*** Records to use ***

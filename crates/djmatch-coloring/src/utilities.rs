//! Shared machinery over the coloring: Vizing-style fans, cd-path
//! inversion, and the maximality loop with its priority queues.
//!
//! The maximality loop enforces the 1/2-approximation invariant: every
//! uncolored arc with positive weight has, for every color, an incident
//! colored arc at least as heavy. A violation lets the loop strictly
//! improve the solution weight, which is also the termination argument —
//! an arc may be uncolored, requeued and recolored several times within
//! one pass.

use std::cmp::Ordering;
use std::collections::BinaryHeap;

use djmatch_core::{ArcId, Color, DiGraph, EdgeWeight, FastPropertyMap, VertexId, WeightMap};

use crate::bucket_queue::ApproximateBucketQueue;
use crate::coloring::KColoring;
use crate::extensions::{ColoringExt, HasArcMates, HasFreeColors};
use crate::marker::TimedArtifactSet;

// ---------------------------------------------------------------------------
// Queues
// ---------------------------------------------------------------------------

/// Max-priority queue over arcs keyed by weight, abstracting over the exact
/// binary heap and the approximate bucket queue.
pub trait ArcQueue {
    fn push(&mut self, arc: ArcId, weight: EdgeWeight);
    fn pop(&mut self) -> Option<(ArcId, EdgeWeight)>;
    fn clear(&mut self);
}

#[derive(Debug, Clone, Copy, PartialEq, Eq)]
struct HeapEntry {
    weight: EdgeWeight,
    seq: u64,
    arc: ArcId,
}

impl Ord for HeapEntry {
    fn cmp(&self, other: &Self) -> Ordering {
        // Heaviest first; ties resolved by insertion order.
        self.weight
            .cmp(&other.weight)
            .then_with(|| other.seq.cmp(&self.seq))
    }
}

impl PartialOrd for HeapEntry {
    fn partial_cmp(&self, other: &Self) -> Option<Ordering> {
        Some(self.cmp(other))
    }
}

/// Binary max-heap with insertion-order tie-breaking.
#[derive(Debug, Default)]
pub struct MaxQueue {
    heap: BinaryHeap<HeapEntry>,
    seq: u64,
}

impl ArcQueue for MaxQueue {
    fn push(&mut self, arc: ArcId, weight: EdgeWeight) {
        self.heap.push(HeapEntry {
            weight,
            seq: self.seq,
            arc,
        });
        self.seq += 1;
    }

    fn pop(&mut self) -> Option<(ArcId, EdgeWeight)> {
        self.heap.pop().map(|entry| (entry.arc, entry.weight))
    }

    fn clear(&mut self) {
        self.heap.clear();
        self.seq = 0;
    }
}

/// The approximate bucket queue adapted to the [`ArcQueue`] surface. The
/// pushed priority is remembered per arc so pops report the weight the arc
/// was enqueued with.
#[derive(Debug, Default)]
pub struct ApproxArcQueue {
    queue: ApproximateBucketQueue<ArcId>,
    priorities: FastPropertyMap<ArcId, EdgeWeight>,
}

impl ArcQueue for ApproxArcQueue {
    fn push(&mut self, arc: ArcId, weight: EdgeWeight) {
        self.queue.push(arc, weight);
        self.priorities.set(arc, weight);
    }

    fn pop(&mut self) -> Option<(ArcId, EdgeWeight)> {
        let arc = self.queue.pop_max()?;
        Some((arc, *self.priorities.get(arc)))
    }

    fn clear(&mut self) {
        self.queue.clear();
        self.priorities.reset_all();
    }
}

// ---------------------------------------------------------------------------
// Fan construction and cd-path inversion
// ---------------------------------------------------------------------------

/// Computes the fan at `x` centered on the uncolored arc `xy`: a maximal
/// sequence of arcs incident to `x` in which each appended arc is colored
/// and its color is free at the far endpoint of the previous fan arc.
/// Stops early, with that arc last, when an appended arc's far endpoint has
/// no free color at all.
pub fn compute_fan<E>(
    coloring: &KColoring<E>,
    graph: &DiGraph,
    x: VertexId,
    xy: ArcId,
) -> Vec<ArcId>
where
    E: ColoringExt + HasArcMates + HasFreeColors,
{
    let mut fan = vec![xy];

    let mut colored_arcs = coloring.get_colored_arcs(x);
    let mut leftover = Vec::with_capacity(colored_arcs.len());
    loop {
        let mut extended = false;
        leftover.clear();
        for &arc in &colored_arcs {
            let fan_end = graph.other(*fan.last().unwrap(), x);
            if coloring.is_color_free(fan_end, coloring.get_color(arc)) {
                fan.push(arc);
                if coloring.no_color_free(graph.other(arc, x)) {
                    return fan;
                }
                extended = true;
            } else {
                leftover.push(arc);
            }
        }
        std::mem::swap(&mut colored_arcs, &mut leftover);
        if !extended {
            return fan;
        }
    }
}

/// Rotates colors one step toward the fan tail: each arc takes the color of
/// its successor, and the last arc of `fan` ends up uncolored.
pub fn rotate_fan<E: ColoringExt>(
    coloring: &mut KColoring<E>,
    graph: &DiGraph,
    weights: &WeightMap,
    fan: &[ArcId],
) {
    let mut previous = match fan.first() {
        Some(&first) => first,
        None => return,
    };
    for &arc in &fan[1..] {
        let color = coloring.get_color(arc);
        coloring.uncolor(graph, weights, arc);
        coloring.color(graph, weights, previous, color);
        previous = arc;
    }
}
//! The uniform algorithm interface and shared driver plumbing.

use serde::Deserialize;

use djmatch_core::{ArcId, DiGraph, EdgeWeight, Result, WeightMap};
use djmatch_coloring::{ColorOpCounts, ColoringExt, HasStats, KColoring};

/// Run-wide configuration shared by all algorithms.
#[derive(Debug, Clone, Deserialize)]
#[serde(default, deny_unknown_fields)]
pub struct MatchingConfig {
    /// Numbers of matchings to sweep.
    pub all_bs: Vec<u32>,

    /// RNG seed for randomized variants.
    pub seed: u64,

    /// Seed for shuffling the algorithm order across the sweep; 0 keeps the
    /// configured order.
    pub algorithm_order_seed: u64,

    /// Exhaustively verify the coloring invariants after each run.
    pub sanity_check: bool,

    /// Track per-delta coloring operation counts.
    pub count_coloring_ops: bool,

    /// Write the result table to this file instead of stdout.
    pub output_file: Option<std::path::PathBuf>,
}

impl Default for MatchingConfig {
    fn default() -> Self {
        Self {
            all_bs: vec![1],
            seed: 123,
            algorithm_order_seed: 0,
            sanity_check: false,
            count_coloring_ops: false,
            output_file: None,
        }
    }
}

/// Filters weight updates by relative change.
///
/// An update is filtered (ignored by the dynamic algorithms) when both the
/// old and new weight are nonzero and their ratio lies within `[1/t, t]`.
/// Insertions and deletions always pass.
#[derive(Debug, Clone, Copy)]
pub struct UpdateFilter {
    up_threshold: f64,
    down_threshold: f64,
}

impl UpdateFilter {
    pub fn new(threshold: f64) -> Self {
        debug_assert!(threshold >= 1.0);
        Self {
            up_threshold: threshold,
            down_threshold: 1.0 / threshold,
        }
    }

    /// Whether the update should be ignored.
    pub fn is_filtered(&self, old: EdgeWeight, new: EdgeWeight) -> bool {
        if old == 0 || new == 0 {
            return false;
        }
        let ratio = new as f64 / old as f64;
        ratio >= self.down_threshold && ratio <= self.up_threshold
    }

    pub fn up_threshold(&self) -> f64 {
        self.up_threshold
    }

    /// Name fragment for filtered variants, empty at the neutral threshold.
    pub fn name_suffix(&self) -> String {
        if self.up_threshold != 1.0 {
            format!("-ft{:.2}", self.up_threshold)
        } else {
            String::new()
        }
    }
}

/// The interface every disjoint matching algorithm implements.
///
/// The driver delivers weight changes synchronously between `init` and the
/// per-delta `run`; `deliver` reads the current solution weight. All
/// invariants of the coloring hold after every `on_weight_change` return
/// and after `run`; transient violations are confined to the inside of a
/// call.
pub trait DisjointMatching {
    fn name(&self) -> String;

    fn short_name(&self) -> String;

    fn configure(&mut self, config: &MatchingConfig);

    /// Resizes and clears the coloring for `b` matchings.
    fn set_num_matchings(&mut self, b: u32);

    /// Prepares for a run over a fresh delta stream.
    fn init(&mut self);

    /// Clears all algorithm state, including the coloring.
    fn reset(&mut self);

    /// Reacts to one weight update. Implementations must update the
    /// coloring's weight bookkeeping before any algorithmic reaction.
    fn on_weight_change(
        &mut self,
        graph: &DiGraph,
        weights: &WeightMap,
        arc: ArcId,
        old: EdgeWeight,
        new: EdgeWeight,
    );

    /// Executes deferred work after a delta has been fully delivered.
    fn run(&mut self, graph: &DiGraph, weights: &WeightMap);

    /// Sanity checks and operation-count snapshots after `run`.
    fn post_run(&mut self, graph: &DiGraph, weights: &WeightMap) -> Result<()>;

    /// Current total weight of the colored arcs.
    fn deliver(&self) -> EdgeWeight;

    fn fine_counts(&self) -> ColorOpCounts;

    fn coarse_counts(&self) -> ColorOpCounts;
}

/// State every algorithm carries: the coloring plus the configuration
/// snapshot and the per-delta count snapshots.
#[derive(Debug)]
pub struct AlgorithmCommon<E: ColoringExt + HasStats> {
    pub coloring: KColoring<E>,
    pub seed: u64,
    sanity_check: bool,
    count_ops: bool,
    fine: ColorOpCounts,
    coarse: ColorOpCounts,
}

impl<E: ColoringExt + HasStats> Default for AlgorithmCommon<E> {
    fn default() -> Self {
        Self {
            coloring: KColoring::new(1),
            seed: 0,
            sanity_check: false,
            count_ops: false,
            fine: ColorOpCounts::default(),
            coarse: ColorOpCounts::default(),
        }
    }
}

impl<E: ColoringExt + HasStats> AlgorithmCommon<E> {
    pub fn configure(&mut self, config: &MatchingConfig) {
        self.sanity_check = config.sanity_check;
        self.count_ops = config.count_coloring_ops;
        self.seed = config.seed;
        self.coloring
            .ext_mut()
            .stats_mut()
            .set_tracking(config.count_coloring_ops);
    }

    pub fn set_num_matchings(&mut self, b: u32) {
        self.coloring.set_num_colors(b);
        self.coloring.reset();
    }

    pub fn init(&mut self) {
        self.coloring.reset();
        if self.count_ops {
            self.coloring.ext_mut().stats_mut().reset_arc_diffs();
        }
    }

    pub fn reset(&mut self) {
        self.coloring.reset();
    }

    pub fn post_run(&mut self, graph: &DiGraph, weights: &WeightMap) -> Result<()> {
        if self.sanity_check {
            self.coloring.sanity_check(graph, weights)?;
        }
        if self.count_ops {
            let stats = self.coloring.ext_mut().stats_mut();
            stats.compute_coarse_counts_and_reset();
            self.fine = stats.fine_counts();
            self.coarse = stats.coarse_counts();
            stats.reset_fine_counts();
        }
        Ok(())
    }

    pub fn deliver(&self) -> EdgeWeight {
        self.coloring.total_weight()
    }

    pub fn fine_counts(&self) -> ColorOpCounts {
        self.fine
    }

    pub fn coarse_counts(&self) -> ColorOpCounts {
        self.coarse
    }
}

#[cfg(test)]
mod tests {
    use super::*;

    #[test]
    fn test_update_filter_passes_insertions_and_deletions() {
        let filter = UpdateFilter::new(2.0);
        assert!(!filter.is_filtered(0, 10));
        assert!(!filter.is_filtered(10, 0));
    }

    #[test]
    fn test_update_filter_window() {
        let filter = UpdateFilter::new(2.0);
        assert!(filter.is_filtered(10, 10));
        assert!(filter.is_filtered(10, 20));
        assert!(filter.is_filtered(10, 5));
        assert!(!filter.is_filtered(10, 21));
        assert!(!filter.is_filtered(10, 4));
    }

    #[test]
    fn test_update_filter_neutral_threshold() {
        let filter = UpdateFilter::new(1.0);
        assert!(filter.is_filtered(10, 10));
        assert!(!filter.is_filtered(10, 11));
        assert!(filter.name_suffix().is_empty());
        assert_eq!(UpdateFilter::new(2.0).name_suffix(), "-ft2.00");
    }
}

***
*** Records to use ***

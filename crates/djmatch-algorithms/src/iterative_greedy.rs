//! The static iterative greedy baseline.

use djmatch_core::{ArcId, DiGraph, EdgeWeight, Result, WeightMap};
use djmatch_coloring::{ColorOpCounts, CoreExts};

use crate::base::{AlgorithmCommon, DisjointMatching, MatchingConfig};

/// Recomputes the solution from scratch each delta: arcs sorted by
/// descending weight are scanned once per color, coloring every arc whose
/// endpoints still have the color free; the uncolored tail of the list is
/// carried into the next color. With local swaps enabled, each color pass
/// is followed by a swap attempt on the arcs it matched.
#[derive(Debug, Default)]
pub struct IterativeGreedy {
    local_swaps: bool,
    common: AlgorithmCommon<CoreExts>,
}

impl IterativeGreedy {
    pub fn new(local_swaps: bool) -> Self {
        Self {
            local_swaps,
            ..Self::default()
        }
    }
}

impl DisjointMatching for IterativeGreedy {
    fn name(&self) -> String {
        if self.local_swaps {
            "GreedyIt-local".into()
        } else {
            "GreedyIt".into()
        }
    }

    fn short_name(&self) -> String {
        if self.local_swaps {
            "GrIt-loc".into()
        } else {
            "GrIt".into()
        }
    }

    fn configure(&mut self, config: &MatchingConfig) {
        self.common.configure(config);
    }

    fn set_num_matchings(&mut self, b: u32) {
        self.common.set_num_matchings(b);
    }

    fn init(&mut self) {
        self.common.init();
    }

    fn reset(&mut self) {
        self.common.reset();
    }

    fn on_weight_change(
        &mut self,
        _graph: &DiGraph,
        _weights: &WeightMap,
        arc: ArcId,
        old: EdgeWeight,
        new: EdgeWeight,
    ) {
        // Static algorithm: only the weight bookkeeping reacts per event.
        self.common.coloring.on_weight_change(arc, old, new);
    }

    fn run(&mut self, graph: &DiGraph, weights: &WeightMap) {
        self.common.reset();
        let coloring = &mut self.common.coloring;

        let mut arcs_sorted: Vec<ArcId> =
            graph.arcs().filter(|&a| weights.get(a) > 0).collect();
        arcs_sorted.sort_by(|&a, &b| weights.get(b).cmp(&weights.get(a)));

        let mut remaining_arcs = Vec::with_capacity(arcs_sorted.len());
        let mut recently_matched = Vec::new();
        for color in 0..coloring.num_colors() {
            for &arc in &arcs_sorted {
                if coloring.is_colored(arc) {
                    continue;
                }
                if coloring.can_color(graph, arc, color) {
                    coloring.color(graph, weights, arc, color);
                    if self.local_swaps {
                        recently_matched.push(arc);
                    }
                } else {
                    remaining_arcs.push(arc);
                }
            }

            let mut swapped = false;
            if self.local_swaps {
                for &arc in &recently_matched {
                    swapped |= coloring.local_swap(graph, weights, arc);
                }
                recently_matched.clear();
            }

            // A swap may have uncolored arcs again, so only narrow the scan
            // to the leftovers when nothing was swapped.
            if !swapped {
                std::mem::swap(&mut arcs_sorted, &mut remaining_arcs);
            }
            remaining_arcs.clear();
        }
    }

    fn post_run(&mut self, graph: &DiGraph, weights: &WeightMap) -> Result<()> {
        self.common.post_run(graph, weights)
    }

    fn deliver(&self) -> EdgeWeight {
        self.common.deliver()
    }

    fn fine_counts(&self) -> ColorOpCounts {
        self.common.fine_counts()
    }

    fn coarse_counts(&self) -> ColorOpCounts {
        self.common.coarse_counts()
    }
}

***

▸ Task to carry out
The expected result is a copy of each line in the records where "FastPropertyMap" appears.

▸ Exercise result
use djmatch_core::{ArcId, Color, DiGraph, EdgeWeight, FastPropertyMap, VertexId, WeightMap};
    priorities: FastPropertyMap<ArcId, EdgeWeight>,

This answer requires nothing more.